[Items from a data source]
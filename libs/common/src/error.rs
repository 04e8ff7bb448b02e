//! Custom error types for the common library
//!
//! This module defines the infrastructure error types used throughout the
//! backend.

use sqlx::Error as SqlxError;
use thiserror::Error;

/// Custom error type for database operations
#[derive(Error, Debug)]
pub enum DatabaseError {
    /// Error occurred during database connection
    #[error("Database connection error: {0}")]
    Connection(#[source] SqlxError),

    /// Error occurred during database query execution
    #[error("Database query error: {0}")]
    Query(#[source] SqlxError),

    /// Error occurred during database migration
    #[error("Database migration error: {0}")]
    Migration(String),

    /// Configuration error
    #[error("Database configuration error: {0}")]
    Configuration(String),
}

/// Type alias for Result with DatabaseError
pub type DatabaseResult<T> = Result<T, DatabaseError>;

/// Custom error type for cache operations
#[derive(Error, Debug)]
pub enum CacheError {
    /// Redis command or connection failure
    #[error("Cache error: {0}")]
    Redis(#[from] redis::RedisError),

    /// Cached value could not be (de)serialized
    #[error("Cache serialization error: {0}")]
    Serialization(#[from] serde_json::Error),
}

/// Type alias for Result with CacheError
pub type CacheResult<T> = Result<T, CacheError>;
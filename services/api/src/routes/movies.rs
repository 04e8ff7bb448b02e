//! Movie endpoints proxied to the upstream movie database

use axum::{Json, Router, extract::State, routing::get};
use models::{Movie, MoviePage, wire::ApiResponse};

use crate::{
    error::{ApiError, ApiResult},
    extract::{ApiPath, ApiQuery},
    payloads::{PageQuery, SearchQuery},
    state::AppState,
    tmdb::{MAX_PAGE, is_servable_page},
};

pub fn router() -> Router<AppState> {
    Router::new()
        .route("/popular", get(popular))
        .route("/top-rated", get(top_rated))
        .route("/search", get(search))
        .route("/:id", get(detail))
}

/// Missing page means the first one; pages past the upstream limit are refused
fn requested_page(page: Option<u32>) -> ApiResult<u32> {
    let page = page.unwrap_or(1);
    if !is_servable_page(page) {
        return Err(ApiError::BadRequest(format!(
            "page must be between 1 and {}",
            MAX_PAGE
        )));
    }
    Ok(page)
}

async fn popular(
    State(state): State<AppState>,
    ApiQuery(query): ApiQuery<PageQuery>,
) -> ApiResult<Json<ApiResponse<MoviePage>>> {
    let page = state.tmdb.popular(requested_page(query.page)?).await?;
    Ok(Json(ApiResponse::ok(page)))
}

async fn top_rated(
    State(state): State<AppState>,
    ApiQuery(query): ApiQuery<PageQuery>,
) -> ApiResult<Json<ApiResponse<MoviePage>>> {
    let page = state.tmdb.top_rated(requested_page(query.page)?).await?;
    Ok(Json(ApiResponse::ok(page)))
}

async fn search(
    State(state): State<AppState>,
    ApiQuery(query): ApiQuery<SearchQuery>,
) -> ApiResult<Json<ApiResponse<MoviePage>>> {
    let term = query.query.trim();
    if term.is_empty() {
        return Err(ApiError::BadRequest("Search query is required".to_string()));
    }

    let page = state.tmdb.search(term, requested_page(query.page)?).await?;
    Ok(Json(ApiResponse::ok(page)))
}

async fn detail(
    State(state): State<AppState>,
    ApiPath(id): ApiPath<i64>,
) -> ApiResult<Json<ApiResponse<Movie>>> {
    if id <= 0 {
        return Err(ApiError::BadRequest("Invalid movie id".to_string()));
    }

    let movie = state.tmdb.detail(id).await?;
    Ok(Json(ApiResponse::ok(movie)))
}

#[cfg(test)]
mod tests {
    use super::*;

    #[test]
    fn test_requested_page() {
        assert_eq!(requested_page(None).unwrap(), 1);
        assert_eq!(requested_page(Some(MAX_PAGE)).unwrap(), MAX_PAGE);
        assert!(matches!(requested_page(Some(0)), Err(ApiError::BadRequest(_))));
        assert!(matches!(
            requested_page(Some(MAX_PAGE + 1)),
            Err(ApiError::BadRequest(_))
        ));
    }
}
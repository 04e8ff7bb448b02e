//! Review tag vocabulary

use serde::{Deserialize, Deserializer, Serialize, Serializer};
use std::fmt;
use std::str::FromStr;
use thiserror::Error;

/// Spoiler-category tag a reviewer may attach to a review
#[derive(Debug, Clone, Copy, PartialEq, Eq, Hash, PartialOrd, Ord)]
pub enum Tag {
    Ending,
    Twist,
    Death,
    VillainIdentity,
    PostCredits,
    Action,
    Moving,
    Direction,
    Gore,
    Ost,
}

/// Label that is not part of the tag vocabulary
#[derive(Error, Debug, Clone, PartialEq, Eq)]
#[error("Unknown tag: {0}")]
pub struct UnknownTag(pub String);

impl Tag {
    /// The full vocabulary in display order
    pub const ALL: [Tag; 10] = [
        Tag::Ending,
        Tag::Twist,
        Tag::Death,
        Tag::VillainIdentity,
        Tag::PostCredits,
        Tag::Action,
        Tag::Moving,
        Tag::Direction,
        Tag::Gore,
        Tag::Ost,
    ];

    /// Display label, which is also the wire representation
    pub fn label(self) -> &'static str {
        match self {
            Tag::Ending => "결말",
            Tag::Twist => "반전",
            Tag::Death => "죽음",
            Tag::VillainIdentity => "빌런정체",
            Tag::PostCredits => "쿠키영상",
            Tag::Action => "액션",
            Tag::Moving => "감동",
            Tag::Direction => "연출",
            Tag::Gore => "잔인함",
            Tag::Ost => "OST",
        }
    }
}

impl fmt::Display for Tag {
    fn fmt(&self, f: &mut fmt::Formatter<'_>) -> fmt::Result {
        f.write_str(self.label())
    }
}

impl FromStr for Tag {
    type Err = UnknownTag;

    fn from_str(s: &str) -> Result<Self, Self::Err> {
        let s = s.trim();
        Tag::ALL
            .into_iter()
            .find(|tag| tag.label() == s)
            .ok_or_else(|| UnknownTag(s.to_string()))
    }
}

impl Serialize for Tag {
    fn serialize<S: Serializer>(&self, serializer: S) -> Result<S::Ok, S::Error> {
        serializer.serialize_str(self.label())
    }
}

impl<'de> Deserialize<'de> for Tag {
    fn deserialize<D: Deserializer<'de>>(deserializer: D) -> Result<Self, D::Error> {
        let label = String::deserialize(deserializer)?;
        label.parse().map_err(serde::de::Error::custom)
    }
}

/// Ordered set of tags
///
/// Keeps insertion order and never holds the same tag twice.
#[derive(Debug, Clone, Default, PartialEq, Eq, Serialize)]
#[serde(transparent)]
pub struct TagSet(Vec<Tag>);

impl TagSet {
    pub fn new() -> Self {
        Self::default()
    }

    /// Insert a tag, returning false if it was already present
    pub fn insert(&mut self, tag: Tag) -> bool {
        if self.contains(tag) {
            return false;
        }
        self.0.push(tag);
        true
    }

    /// Remove a tag, returning true if it was present
    pub fn remove(&mut self, tag: Tag) -> bool {
        let before = self.0.len();
        self.0.retain(|t| *t != tag);
        self.0.len() != before
    }

    /// Add the tag if absent, remove it otherwise
    pub fn toggle(&mut self, tag: Tag) {
        if !self.remove(tag) {
            self.0.push(tag);
        }
    }

    pub fn contains(&self, tag: Tag) -> bool {
        self.0.contains(&tag)
    }

    pub fn iter(&self) -> impl Iterator<Item = Tag> + '_ {
        self.0.iter().copied()
    }

    pub fn len(&self) -> usize {
        self.0.len()
    }

    pub fn is_empty(&self) -> bool {
        self.0.is_empty()
    }

    pub fn clear(&mut self) {
        self.0.clear();
    }

    pub fn labels(&self) -> Vec<String> {
        self.iter().map(|t| t.label().to_string()).collect()
    }
}

impl FromIterator<Tag> for TagSet {
    fn from_iter<I: IntoIterator<Item = Tag>>(iter: I) -> Self {
        let mut set = TagSet::new();
        for tag in iter {
            set.insert(tag);
        }
        set
    }
}

impl<'de> Deserialize<'de> for TagSet {
    fn deserialize<D: Deserializer<'de>>(deserializer: D) -> Result<Self, D::Error> {
        let tags = Vec::<Tag>::deserialize(deserializer)?;
        Ok(tags.into_iter().collect())
    }
}

#[cfg(test)]
mod tests {
    use super::*;

    #[test]
    fn test_parse_labels() {
        assert_eq!("결말".parse::<Tag>(), Ok(Tag::Ending));
        assert_eq!(" OST ".parse::<Tag>(), Ok(Tag::Ost));
        assert_eq!(
            "plot".parse::<Tag>(),
            Err(UnknownTag("plot".to_string()))
        );
    }

    #[test]
    fn test_every_label_round_trips() {
        for tag in Tag::ALL {
            assert_eq!(tag.label().parse::<Tag>(), Ok(tag));
        }
    }

    #[test]
    fn test_tag_set_keeps_insertion_order_without_duplicates() {
        let mut set = TagSet::new();
        assert!(set.insert(Tag::Ost));
        assert!(set.insert(Tag::Ending));
        assert!(!set.insert(Tag::Ost));
        assert_eq!(set.iter().collect::<Vec<_>>(), vec![Tag::Ost, Tag::Ending]);
    }

    #[test]
    fn test_toggle() {
        let mut set = TagSet::new();
        set.toggle(Tag::Death);
        assert!(set.contains(Tag::Death));
        set.toggle(Tag::Death);
        assert!(set.is_empty());
    }
}
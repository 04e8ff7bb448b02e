//! Shared value types for the movie review application
//!
//! This crate holds the types exchanged between the backend service and
//! the client core: movies as returned by the upstream movie database,
//! reviews with their rating and tag vocabulary, and user/session payloads.
//! Wire-format quirks (comma-joined tags, nested video lists, response
//! envelopes) are confined to the [`wire`] module.

pub mod movie;
pub mod review;
pub mod tag;
pub mod user;
pub mod wire;

pub use movie::{Genre, Movie, MoviePage, Video};
pub use review::{NewReview, Rating, RatingError, Review};
pub use tag::{Tag, TagSet, UnknownTag};
pub use user::{LoginRequest, LoginResponse, RegisterRequest, User};
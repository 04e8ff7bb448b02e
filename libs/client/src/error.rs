//! Error types for the client core

use thiserror::Error;
use uuid::Uuid;

use crate::envelope::EnvelopeError;

/// Errors surfaced by the data clients and the flows built on them
#[derive(Error, Debug)]
pub enum ClientError {
    /// Network or transport failure
    #[error("Request failed: {0}")]
    Transport(#[from] reqwest::Error),

    /// Non-2xx response from the backend
    #[error("Server responded with {status}: {message}")]
    Status { status: u16, message: String },

    /// Response body did not match any known envelope shape
    #[error("Malformed response: {0}")]
    Envelope(#[from] EnvelopeError),

    /// Response body was not JSON
    #[error("Failed to parse response: {0}")]
    Json(#[from] serde_json::Error),

    /// Action requires a signed-in user
    #[error("Authentication required")]
    AuthenticationRequired,

    /// Caller does not own the review
    #[error("Only the author can delete this review")]
    NotOwner,

    /// Review id is not among the reviews currently shown
    #[error("Review {0} is not in the loaded list")]
    UnknownReview(Uuid),
}

impl ClientError {
    /// HTTP status of a rejected request, if any
    pub fn status(&self) -> Option<u16> {
        match self {
            ClientError::Status { status, .. } => Some(*status),
            _ => None,
        }
    }
}

/// Type alias for Result with ClientError
pub type ClientResult<T> = Result<T, ClientError>;
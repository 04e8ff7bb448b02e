//! Repositories for database operations

pub mod review;
pub mod user;

pub use review::ReviewRepository;
pub use user::{UserRepository, is_unique_violation};
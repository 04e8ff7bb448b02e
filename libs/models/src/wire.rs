//! Wire-format adapters
//!
//! The REST boundary carries a few shapes that do not map one-to-one onto
//! the domain types: tags travel as a single comma-joined string, movie
//! videos may arrive nested under `results`, and every backend response is
//! wrapped in a `{success, data}` envelope. Those conversions live here and
//! nowhere else.

use serde::{Deserialize, Deserializer, Serialize};
use tracing::warn;

use crate::{movie::Video, tag::TagSet};

/// Join tags into their comma-separated wire form
pub fn join_tags(tags: &TagSet) -> String {
    tags.labels().join(",")
}

/// Split a comma-separated tag string
///
/// Entries are trimmed and empty entries skipped. Labels outside the
/// vocabulary are dropped with a warning rather than failing the whole
/// payload.
pub fn split_tags(joined: &str) -> TagSet {
    parse_labels(joined.split(','))
}

fn parse_labels<'a>(labels: impl Iterator<Item = &'a str>) -> TagSet {
    labels
        .map(str::trim)
        .filter(|label| !label.is_empty())
        .filter_map(|label| match label.parse() {
            Ok(tag) => Some(tag),
            Err(e) => {
                warn!("Skipping tag outside the vocabulary: {}", e);
                None
            }
        })
        .collect()
}

/// Serde adapter for tag sets carried as a comma-joined string
///
/// Deserialization also accepts an array of labels or `null`.
pub mod comma_tags {
    use super::*;
    use serde::Serializer;

    pub fn serialize<S: Serializer>(tags: &TagSet, serializer: S) -> Result<S::Ok, S::Error> {
        serializer.serialize_str(&join_tags(tags))
    }

    pub fn deserialize<'de, D: Deserializer<'de>>(deserializer: D) -> Result<TagSet, D::Error> {
        #[derive(Deserialize)]
        #[serde(untagged)]
        enum Raw {
            Joined(String),
            List(Vec<String>),
        }

        Ok(match Option::<Raw>::deserialize(deserializer)? {
            None => TagSet::default(),
            Some(Raw::Joined(joined)) => split_tags(&joined),
            Some(Raw::List(labels)) => parse_labels(labels.iter().map(String::as_str)),
        })
    }
}

/// Deserialize a video list that is either a bare array or nested as
/// `{"results": [...]}`
pub fn video_list<'de, D: Deserializer<'de>>(deserializer: D) -> Result<Vec<Video>, D::Error> {
    #[derive(Deserialize)]
    #[serde(untagged)]
    enum Raw {
        List(Vec<Video>),
        Nested {
            #[serde(default)]
            results: Vec<Video>,
        },
    }

    Ok(match Option::<Raw>::deserialize(deserializer)? {
        None => Vec::new(),
        Some(Raw::List(videos)) => videos,
        Some(Raw::Nested { results }) => results,
    })
}

/// Success envelope wrapping every backend response body
#[derive(Debug, Clone, Serialize, Deserialize)]
pub struct ApiResponse<T> {
    pub success: bool,
    pub data: T,
}

impl<T> ApiResponse<T> {
    pub fn ok(data: T) -> Self {
        Self {
            success: true,
            data,
        }
    }
}

/// Failure envelope
#[derive(Debug, Clone, Serialize, Deserialize)]
pub struct ApiFailure {
    pub success: bool,
    pub error: String,
}

impl ApiFailure {
    pub fn new(error: impl Into<String>) -> Self {
        Self {
            success: false,
            error: error.into(),
        }
    }
}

#### [DIRECTIONS FOR THIS TASK]
For this exercise, copy every line of the data that holds "SearchQuery".

#### [SOLUTION FOR THIS TASK]
    payloads::{PageQuery, SearchQuery},
    ApiQuery(query): ApiQuery<SearchQuery>,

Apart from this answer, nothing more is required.